Collected data entries:
+===+
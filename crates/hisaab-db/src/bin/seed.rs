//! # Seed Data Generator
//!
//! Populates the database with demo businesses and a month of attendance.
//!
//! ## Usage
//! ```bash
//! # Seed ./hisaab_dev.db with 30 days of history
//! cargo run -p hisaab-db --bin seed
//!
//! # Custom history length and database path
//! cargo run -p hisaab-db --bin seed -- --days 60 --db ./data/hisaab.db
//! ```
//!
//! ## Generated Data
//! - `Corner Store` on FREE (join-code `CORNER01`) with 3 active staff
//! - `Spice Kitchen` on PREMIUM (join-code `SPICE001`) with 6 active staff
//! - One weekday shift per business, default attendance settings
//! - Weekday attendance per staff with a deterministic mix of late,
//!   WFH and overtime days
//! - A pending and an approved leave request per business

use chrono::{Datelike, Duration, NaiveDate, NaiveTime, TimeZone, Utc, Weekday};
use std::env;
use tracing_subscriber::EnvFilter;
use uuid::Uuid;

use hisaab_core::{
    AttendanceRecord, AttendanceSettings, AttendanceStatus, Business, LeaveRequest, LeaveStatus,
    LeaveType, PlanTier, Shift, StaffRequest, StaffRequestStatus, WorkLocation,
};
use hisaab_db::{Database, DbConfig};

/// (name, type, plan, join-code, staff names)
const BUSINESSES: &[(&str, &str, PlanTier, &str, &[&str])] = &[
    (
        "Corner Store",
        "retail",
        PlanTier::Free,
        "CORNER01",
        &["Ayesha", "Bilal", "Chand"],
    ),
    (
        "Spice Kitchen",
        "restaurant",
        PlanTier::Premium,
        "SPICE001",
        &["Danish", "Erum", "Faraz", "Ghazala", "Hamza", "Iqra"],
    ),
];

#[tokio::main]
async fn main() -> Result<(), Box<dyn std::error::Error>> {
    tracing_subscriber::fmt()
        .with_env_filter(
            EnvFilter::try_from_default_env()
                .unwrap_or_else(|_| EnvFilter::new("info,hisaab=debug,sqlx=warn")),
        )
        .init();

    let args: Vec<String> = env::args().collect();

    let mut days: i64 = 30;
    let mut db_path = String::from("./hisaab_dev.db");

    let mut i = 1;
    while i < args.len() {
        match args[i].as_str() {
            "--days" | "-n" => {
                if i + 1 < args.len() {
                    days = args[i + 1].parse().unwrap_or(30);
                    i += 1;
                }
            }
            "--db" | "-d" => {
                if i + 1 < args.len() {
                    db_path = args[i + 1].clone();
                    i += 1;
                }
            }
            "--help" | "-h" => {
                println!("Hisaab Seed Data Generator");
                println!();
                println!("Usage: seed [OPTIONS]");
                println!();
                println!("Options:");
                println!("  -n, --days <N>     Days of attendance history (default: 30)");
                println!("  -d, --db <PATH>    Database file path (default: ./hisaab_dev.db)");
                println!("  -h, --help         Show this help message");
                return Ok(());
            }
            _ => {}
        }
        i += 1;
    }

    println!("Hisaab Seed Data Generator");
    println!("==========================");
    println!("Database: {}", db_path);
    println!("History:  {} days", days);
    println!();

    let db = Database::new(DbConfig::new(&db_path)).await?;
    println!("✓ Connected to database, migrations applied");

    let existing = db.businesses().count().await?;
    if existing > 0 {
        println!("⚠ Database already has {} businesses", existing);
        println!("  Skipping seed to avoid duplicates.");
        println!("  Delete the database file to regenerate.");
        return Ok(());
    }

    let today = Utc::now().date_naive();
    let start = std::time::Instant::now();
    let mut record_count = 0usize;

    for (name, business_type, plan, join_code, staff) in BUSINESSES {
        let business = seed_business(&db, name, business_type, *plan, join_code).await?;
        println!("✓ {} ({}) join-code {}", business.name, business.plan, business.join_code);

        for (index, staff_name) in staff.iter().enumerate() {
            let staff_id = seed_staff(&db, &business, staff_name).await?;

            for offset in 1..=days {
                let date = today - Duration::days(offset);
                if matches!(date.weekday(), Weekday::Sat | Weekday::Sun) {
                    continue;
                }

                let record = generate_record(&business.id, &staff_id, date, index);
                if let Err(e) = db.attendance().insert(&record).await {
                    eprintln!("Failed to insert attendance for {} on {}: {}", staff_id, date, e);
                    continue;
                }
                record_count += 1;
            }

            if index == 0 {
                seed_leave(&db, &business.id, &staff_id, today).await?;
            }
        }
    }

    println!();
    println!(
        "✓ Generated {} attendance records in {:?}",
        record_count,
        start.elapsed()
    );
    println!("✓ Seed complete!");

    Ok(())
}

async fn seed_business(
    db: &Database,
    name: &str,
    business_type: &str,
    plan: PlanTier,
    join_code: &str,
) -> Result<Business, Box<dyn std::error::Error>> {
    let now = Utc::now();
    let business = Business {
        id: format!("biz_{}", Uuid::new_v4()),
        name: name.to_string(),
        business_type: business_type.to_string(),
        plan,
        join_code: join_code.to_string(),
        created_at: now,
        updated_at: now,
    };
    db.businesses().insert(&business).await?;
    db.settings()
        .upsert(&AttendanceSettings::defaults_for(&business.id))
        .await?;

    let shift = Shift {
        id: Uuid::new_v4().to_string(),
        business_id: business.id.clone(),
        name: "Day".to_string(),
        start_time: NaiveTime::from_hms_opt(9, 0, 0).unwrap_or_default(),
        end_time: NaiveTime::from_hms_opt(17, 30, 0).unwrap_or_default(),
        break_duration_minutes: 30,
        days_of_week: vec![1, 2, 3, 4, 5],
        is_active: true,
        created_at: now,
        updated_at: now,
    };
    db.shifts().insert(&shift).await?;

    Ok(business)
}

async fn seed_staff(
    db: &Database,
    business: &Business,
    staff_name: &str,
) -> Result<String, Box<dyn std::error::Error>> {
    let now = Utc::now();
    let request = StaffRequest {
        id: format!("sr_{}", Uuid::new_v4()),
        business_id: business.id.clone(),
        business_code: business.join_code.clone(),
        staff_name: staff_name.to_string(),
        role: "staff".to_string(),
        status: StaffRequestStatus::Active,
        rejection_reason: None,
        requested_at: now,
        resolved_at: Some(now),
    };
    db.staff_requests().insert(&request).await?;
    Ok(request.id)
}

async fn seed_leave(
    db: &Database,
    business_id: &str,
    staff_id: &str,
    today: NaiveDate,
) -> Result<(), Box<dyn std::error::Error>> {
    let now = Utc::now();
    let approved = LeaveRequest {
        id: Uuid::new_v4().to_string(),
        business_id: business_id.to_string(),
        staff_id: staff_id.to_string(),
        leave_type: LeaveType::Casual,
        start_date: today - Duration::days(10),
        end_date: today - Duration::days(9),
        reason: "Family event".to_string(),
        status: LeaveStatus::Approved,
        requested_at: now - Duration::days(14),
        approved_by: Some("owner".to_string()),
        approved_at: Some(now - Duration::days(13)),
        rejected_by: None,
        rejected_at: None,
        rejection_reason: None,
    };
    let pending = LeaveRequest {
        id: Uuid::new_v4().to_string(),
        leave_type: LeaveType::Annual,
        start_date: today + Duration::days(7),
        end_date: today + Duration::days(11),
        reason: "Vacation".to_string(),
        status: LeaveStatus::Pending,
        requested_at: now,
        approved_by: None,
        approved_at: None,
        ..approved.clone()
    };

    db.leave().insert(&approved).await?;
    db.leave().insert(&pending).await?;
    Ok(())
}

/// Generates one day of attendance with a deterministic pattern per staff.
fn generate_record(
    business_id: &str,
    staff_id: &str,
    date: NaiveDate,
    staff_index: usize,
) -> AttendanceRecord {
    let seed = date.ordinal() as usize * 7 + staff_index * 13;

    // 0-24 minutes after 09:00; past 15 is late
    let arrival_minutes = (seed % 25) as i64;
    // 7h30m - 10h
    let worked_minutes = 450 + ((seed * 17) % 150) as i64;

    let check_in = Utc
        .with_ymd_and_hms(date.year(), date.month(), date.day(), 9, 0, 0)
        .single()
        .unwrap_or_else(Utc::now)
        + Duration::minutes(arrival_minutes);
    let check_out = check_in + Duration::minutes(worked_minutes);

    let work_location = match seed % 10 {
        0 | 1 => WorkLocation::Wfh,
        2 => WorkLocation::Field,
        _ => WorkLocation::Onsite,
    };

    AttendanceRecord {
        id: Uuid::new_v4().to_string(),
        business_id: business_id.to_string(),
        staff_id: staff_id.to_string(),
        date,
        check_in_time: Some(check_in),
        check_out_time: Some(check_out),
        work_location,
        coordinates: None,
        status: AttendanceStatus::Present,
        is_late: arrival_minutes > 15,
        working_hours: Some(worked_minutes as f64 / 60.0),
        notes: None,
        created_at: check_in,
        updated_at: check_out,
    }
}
+===+
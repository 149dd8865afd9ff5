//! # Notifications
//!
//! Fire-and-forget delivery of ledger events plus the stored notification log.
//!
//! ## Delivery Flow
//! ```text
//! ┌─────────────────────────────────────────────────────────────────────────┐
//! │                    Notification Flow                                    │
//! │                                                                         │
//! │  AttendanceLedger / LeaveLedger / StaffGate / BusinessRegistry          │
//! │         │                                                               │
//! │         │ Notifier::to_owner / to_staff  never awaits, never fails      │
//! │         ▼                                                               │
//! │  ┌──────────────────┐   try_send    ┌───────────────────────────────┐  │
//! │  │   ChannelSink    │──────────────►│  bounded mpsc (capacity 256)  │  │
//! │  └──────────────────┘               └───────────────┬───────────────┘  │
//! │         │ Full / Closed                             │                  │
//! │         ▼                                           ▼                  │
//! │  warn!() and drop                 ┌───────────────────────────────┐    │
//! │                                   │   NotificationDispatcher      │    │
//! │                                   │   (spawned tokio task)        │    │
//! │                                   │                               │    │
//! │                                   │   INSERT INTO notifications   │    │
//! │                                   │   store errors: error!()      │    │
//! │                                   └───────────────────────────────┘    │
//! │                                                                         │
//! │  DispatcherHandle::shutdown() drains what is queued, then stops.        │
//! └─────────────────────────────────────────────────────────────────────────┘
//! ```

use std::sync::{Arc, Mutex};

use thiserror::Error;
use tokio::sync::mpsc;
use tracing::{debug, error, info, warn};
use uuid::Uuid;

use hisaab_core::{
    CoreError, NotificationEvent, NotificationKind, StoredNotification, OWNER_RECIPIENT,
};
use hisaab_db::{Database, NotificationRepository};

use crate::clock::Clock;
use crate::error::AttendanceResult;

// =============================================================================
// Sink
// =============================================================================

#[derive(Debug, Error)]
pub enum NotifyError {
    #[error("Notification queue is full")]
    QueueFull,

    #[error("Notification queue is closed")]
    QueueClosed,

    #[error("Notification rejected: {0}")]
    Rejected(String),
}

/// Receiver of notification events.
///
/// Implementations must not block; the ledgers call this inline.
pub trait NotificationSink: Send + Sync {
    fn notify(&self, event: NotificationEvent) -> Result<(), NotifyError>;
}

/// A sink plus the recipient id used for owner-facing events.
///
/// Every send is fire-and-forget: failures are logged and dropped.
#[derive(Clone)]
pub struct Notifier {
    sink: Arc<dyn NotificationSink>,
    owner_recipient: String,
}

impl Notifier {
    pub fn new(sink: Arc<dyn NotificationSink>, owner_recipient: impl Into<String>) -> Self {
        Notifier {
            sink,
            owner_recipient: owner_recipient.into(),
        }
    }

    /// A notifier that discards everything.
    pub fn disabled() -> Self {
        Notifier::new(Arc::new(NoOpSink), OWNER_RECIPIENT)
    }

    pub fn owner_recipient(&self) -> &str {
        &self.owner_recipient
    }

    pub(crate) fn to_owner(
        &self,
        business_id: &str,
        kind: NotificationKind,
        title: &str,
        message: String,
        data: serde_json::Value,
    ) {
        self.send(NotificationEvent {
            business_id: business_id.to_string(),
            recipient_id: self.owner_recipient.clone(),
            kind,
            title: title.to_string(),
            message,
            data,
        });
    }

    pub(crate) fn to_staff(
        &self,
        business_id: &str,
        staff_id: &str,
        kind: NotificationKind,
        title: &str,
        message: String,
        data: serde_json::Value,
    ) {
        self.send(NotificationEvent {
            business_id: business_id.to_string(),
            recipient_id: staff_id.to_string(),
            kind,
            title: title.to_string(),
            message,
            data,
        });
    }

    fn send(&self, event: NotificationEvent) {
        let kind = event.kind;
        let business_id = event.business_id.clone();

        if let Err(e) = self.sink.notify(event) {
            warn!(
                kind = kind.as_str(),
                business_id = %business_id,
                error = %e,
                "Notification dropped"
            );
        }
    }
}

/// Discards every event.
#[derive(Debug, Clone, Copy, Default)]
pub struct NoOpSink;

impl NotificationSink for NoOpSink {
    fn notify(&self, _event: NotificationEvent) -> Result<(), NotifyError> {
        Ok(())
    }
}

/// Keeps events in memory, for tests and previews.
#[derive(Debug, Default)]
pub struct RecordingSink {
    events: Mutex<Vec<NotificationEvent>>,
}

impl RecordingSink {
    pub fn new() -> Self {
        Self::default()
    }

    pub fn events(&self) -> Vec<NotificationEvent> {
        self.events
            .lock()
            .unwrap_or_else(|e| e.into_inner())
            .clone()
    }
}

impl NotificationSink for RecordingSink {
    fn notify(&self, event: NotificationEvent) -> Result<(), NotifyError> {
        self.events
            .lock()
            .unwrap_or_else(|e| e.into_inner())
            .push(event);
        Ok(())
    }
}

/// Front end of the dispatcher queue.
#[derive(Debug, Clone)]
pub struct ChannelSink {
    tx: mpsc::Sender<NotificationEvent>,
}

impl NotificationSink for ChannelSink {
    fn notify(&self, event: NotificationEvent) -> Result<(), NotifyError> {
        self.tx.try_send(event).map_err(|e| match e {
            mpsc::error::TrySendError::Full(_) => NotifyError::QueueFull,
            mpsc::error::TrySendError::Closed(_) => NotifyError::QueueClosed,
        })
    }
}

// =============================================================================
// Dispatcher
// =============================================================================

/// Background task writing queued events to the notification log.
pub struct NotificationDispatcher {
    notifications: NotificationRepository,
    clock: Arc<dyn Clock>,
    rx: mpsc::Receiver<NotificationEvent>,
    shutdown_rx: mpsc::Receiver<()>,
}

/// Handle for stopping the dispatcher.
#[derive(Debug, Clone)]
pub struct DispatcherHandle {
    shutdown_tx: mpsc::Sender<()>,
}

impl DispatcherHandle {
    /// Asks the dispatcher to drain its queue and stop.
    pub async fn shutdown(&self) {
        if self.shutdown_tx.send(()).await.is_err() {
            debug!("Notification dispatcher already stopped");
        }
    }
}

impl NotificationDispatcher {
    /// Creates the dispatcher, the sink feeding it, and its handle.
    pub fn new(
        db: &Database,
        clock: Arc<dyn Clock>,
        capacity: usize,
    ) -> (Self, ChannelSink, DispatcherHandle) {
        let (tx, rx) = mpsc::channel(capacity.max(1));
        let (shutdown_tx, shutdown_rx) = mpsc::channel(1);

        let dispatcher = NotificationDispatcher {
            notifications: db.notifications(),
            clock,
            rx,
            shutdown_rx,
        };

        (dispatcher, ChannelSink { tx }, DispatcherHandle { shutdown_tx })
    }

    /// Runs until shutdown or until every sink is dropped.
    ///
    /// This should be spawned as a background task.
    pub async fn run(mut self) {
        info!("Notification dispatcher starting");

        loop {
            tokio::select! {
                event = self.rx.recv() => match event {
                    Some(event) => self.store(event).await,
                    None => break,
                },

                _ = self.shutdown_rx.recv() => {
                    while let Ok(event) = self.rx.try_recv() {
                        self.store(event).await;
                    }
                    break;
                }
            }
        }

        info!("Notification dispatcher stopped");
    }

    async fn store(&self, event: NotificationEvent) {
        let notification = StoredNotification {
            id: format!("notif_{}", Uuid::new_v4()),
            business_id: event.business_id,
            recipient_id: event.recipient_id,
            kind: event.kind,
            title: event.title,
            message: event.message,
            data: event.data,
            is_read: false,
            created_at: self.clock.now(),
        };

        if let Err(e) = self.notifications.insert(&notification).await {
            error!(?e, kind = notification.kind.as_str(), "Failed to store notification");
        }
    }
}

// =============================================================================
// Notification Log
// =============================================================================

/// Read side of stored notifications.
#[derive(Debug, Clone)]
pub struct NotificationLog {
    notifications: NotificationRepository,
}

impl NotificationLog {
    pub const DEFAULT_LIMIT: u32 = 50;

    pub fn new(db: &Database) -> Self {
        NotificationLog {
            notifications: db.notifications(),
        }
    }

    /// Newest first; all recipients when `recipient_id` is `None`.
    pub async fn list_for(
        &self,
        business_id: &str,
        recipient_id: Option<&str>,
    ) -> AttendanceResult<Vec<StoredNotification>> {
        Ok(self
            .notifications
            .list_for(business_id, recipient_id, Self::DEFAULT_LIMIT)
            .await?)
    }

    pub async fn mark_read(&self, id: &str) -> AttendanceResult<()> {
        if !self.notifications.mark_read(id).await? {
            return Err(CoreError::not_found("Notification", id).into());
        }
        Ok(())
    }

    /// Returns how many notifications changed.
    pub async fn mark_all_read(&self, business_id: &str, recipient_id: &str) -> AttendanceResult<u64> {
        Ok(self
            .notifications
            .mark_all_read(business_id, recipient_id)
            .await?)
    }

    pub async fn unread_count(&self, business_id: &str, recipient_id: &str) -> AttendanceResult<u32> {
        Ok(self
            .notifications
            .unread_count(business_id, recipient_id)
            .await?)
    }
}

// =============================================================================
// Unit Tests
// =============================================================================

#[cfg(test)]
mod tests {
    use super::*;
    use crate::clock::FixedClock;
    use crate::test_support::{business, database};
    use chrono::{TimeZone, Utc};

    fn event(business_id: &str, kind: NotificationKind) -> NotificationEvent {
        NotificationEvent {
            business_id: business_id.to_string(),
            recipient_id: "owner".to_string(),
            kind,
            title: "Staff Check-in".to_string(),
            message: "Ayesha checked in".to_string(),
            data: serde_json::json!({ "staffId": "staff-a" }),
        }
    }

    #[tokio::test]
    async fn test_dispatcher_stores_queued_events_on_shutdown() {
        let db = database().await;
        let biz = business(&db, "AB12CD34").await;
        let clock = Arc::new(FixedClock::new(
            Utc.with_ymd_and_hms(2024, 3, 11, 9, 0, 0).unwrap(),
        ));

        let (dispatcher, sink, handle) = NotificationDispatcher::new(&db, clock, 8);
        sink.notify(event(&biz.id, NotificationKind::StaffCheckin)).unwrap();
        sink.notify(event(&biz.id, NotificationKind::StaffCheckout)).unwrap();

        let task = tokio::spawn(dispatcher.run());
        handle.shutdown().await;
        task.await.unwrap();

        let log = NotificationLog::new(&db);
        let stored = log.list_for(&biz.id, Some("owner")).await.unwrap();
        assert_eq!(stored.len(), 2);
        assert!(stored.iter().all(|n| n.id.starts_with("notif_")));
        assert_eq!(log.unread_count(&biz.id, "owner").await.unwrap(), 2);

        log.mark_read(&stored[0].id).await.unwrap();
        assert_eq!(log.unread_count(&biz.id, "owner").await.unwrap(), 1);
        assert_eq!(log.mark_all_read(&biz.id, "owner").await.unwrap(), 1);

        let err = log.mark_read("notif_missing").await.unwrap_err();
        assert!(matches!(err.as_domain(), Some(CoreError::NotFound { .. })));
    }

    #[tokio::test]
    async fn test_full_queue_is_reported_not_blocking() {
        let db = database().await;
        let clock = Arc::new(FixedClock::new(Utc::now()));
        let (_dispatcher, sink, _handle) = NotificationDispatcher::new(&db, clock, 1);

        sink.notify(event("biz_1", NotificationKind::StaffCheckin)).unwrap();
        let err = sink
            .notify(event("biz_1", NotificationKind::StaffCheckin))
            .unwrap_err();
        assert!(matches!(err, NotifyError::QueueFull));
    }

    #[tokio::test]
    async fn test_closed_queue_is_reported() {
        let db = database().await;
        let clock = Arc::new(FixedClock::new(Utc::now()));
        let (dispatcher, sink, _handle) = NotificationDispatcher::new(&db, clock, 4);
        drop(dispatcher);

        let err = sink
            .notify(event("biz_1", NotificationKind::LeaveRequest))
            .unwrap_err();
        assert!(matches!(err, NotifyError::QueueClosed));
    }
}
+===+
## What to do
Check each line of the records above for the string "NotificationSink", and report every line that has it.

## Your solution
pub trait NotificationSink: Send + Sync {
    sink: Arc<dyn NotificationSink>,
    pub fn new(sink: Arc<dyn NotificationSink>, owner_recipient: impl Into<String>) -> Self {
impl NotificationSink for NoOpSink {
impl NotificationSink for RecordingSink {
impl NotificationSink for ChannelSink {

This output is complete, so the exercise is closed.